その人離れした美しさを羨む声と共に、陰で化け物だと父を厭う声もあったのを知っている。

リイエンはそろそろと顔を上げて、目の前の青年を見つめた。

吸血鬼の寿命は、人のそれより遥かに長い。

人と過ごす何十年で何一つ変わらなくとも不思議はない。

…言いがかりだと、言えば良いのだ。

先程のように敬愛する父を侮辱するなと目の前の男に、食って掛かれば良いのだ。

なのに。

何かが引っ掛かっているようで、喉に言葉が張り付いたまま出て来ない。

どうして。

ただ一言怒鳴れば良いだけなのに。

「こいつも当たりみてェだな」

青年の、低い美声。

リイエンはその声の主をキッと睨み付けた。

「ま、まだ納得しないわ!」

「…往生際の悪いヤツだな」

忌々しげな舌打ちと変わらない口の悪さも一々カチンと来るけれど、今は気にしていられない。

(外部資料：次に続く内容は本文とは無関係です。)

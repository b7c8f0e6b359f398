//! Chat client for the external assistant endpoint

pub mod client;
pub mod http_client;
pub mod message;
pub mod session;

use async_trait::async_trait;
pub use client::{ChatClientConfig, CHAT_URL_ENV};
pub use http_client::HttpChatClient;
pub use message::{ChatError, ChatMessage, ChatReply, ChatRequest, Role};
pub use session::{ChatSession, ChatSessionConfig, Notification};
use std::sync::Arc;

/// Trait for chat completion - allows for different implementations
#[async_trait]
pub trait ChatBackend: Send + Sync {
    /// Send the conversation (oldest first) and return the assistant reply
    async fn complete(&self, messages: &[ChatMessage]) -> Result<ChatReply, ChatError>;
}

#[async_trait]
impl<T: ChatBackend + ?Sized> ChatBackend for Arc<T> {
    async fn complete(&self, messages: &[ChatMessage]) -> Result<ChatReply, ChatError> {
        (**self).complete(messages).await
    }
}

この男を黙らせるような、父が吸血鬼だという事実を否定させるものを見つけなければ…。

リイエンは必死に頭を巡らせる。

何か、何か…。

「じゃあ、これならどうだ」

青年の懐から出された一枚の写真。

突っぱねてやろうとリイエンはテーブルを滑るそれに視線を落とした。

だが。リイエンの必死な想いは届かず。

それにより、決定打は下されたのだ。